PROVIDED DATA below:
//! FILENAME: tests/test_fetch_lifecycle.rs
//! Integration tests for fetch deduplication, stale results and dispatch.

mod common;

use std::time::Duration;

use common::{
    city_sales_chart, flow_sankey, region_bar_widget, region_city_table, region_city_table_widget,
    region_sales_chart, TestHarness,
};
use engine::{
    ChartLibrary, ChartType, FieldValue, HeatmapData, KpiData, KpiValue, ProcessedData, Widget,
};
use orchestrator::{
    dispatch, DashboardConfig, DashboardHost, FetchError, FetchOutcome, SharedInputs, SkeletonKind,
    WidgetView, LOADING_MESSAGE,
};
use table_engine::CollapsedSet;

// ============================================================================
// DEDUPLICATION
// ============================================================================

#[tokio::test]
async fn test_unchanged_inputs_skip_the_fetch() {
    let harness = TestHarness::new(region_sales_chart());
    let controller = harness.controller(region_bar_widget());
    let inputs = SharedInputs::default();

    assert_eq!(controller.refresh(&inputs).await, FetchOutcome::Committed);
    assert_eq!(controller.refresh(&inputs).await, FetchOutcome::Skipped);
    assert_eq!(harness.source.calls(), 1);
    assert_eq!(controller.fetch_count(), 1);
}

#[tokio::test]
async fn test_refetch_counter_forces_a_new_fetch() {
    let harness = TestHarness::new(region_sales_chart());
    let controller = harness.controller(region_bar_widget());
    let mut inputs = SharedInputs::default();

    controller.refresh(&inputs).await;
    inputs.refetch += 1;
    assert_eq!(controller.refresh(&inputs).await, FetchOutcome::Committed);
    assert_eq!(harness.source.calls(), 2);
}

#[tokio::test]
async fn test_config_change_fetches_again() {
    let harness = TestHarness::new(region_sales_chart());
    let controller = harness.controller(region_bar_widget());
    let inputs = SharedInputs::default();
    controller.refresh(&inputs).await;

    let mut widget = controller.widget();
    widget.chart_type = ChartType::Line;
    controller.set_widget(widget);
    assert_eq!(controller.refresh(&inputs).await, FetchOutcome::Committed);
    assert_eq!(harness.source.calls(), 2);
}

// ============================================================================
// ORDERING AND TEARDOWN
// ============================================================================

#[tokio::test(start_paused = true)]
async fn test_slow_stale_result_is_discarded() {
    let harness = TestHarness::new(region_sales_chart());
    harness.source.push(200, Ok(region_sales_chart()));
    harness.source.push(20, Ok(city_sales_chart()));
    let controller = harness.controller(region_bar_widget());

    let first = SharedInputs::default();
    let second = SharedInputs {
        refetch: 1,
        ..SharedInputs::default()
    };
    let (slow, fast) = tokio::join!(controller.refresh(&first), controller.refresh(&second));

    assert_eq!(slow, FetchOutcome::Discarded);
    assert_eq!(fast, FetchOutcome::Committed);
    assert_eq!(controller.data(), Some(city_sales_chart()));
    assert!(!controller.is_loading());
}

#[tokio::test(start_paused = true)]
async fn test_teardown_blocks_commit() {
    let harness = TestHarness::new(region_sales_chart());
    harness.source.push(50, Ok(region_sales_chart()));
    let controller = harness.controller(region_bar_widget());

    let handle = controller.spawn_refresh(SharedInputs::default());
    controller.teardown();

    assert_eq!(handle.await.unwrap(), FetchOutcome::Discarded);
    assert!(controller.data().is_none());
    assert!(harness.state.fetch_time("w-bar").is_none());
}

#[tokio::test(start_paused = true)]
async fn test_fetch_time_is_reported() {
    let harness = TestHarness::new(region_sales_chart());
    harness.source.push(250, Ok(region_sales_chart()));
    let controller = harness.controller(region_bar_widget());

    controller.refresh(&SharedInputs::default()).await;

    let elapsed = harness.state.fetch_time("w-bar").unwrap();
    assert!(elapsed >= Duration::from_millis(250));
    assert_eq!(controller.last_fetch_time(), Some(elapsed));
}

// ============================================================================
// VIEWS
// ============================================================================

#[tokio::test(start_paused = true)]
async fn test_loading_view_while_fetch_in_flight() {
    let harness = TestHarness::new(region_sales_chart());
    let controller = harness.controller(region_bar_widget());

    match controller.view() {
        WidgetView::Loading(placeholder) => {
            assert_eq!(placeholder.kind, SkeletonKind::Chart);
            assert_eq!(placeholder.message, LOADING_MESSAGE);
        }
        other => panic!("expected loading view, got {:?}", other),
    }

    controller.refresh(&SharedInputs::default()).await;
    assert!(matches!(controller.view(), WidgetView::Chart(_)));

    harness.source.push(100, Ok(region_sales_chart()));
    let handle = controller.spawn_refresh(SharedInputs {
        refetch: 1,
        ..SharedInputs::default()
    });
    tokio::time::sleep(Duration::from_millis(10)).await;
    assert!(controller.is_loading());
    assert!(matches!(controller.view(), WidgetView::Loading(_)));

    assert_eq!(handle.await.unwrap(), FetchOutcome::Committed);
    assert!(matches!(controller.view(), WidgetView::Chart(_)));
}

#[tokio::test]
async fn test_failed_fetch_shows_configured_message() {
    let config = DashboardConfig {
        nodata_message: "No rows for this widget".into(),
        ..DashboardConfig::default()
    };
    let harness = TestHarness::with_config(region_sales_chart(), config);
    harness
        .source
        .push(0, Err(FetchError::Query("connection reset".into())));
    let controller = harness.controller(region_bar_widget());

    assert_eq!(controller.refresh(&SharedInputs::default()).await, FetchOutcome::Committed);
    let view = controller.view();
    assert!(matches!(view, WidgetView::NoData { .. }));
    assert_eq!(view.message(), Some("No rows for this widget"));
}

#[tokio::test]
async fn test_sankey_on_unsupported_library_shows_placeholder() {
    let harness = TestHarness::new(flow_sankey());
    let mut widget = Widget::new("w-flow", ChartType::Sankey);
    widget.chart_library = Some(ChartLibrary::Chartjs);
    let controller = harness.controller(widget);
    controller.refresh(&SharedInputs::default()).await;

    assert_eq!(
        controller.view().message(),
        Some("Chart.js does not support sankey charts")
    );
}

#[tokio::test]
async fn test_sankey_renders_on_default_library() {
    let harness = TestHarness::new(flow_sankey());
    let controller = harness.controller(Widget::new("w-flow", ChartType::Sankey));
    controller.refresh(&SharedInputs::default()).await;

    match controller.view() {
        WidgetView::Chart(render) => assert!(render.options().is_some()),
        other => panic!("expected chart view, got {:?}", other),
    }
    assert!(controller.mount_chart().is_some());
}

#[tokio::test]
async fn test_table_view_follows_collapsed_rows() {
    let harness = TestHarness::new(region_city_table());
    let controller = harness.controller(region_city_table_widget());
    controller.refresh(&SharedInputs::default()).await;

    let WidgetView::Table(expanded) = controller.view() else {
        panic!("expected table view");
    };
    assert_eq!(expanded.body.len(), 3);
    assert_eq!(expanded.footer.len(), 1);
    assert_eq!(expanded.pinned_columns, 2);

    harness.state.toggle_row_collapse("w-table", "East");
    let WidgetView::Table(collapsed) = controller.view() else {
        panic!("expected table view");
    };
    assert_eq!(collapsed.body.len(), 1);
    assert!(collapsed.body[0].is_collapsed);
    assert!(controller.mount_chart().is_none());
    assert!(controller.mount_table().is_some());
}

#[test]
fn test_dispatch_kpi_and_heatmap() {
    let kpi = ProcessedData::Kpi(KpiData {
        primary_value: KpiValue {
            label: "Orders".into(),
            value: FieldValue::Number(42.0),
            formatted: "42".into(),
        },
        secondary_value: None,
    });
    let widget = Widget::new("w-kpi", ChartType::Kpi);
    match dispatch(&widget, &kpi, &CollapsedSet::default()) {
        WidgetView::Kpi(card) => assert_eq!(card.primary, "42"),
        other => panic!("expected kpi view, got {:?}", other),
    }

    let heatmap = ProcessedData::Heatmap(HeatmapData {
        row_labels: vec!["Mon".into()],
        col_labels: vec!["AM".into(), "PM".into()],
        data: vec![vec![Some(1.0), None]],
        value_pill: None,
    });
    let widget = Widget::new("w-heat", ChartType::Heatmap);
    match dispatch(&widget, &heatmap, &CollapsedSet::default()) {
        WidgetView::Heatmap(view) => assert_eq!(view.cells[0][1].text, "-"),
        other => panic!("expected heatmap view, got {:?}", other),
    }
}

#[test]
fn test_dispatch_no_data_message() {
    let widget = region_bar_widget();
    let view = dispatch(
        &widget,
        &ProcessedData::no_data("Select a measure"),
        &CollapsedSet::default(),
    );
    assert_eq!(view.message(), Some("Select a measure"));
}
End of PROVIDED DATA.
WORK TO COMPLETE — Among the lines above, find the ones containing "else" and copy them.

YOUR RESPONSE —
    let WidgetView::Table(expanded) = controller.view() else {
    let WidgetView::Table(collapsed) = controller.view() else {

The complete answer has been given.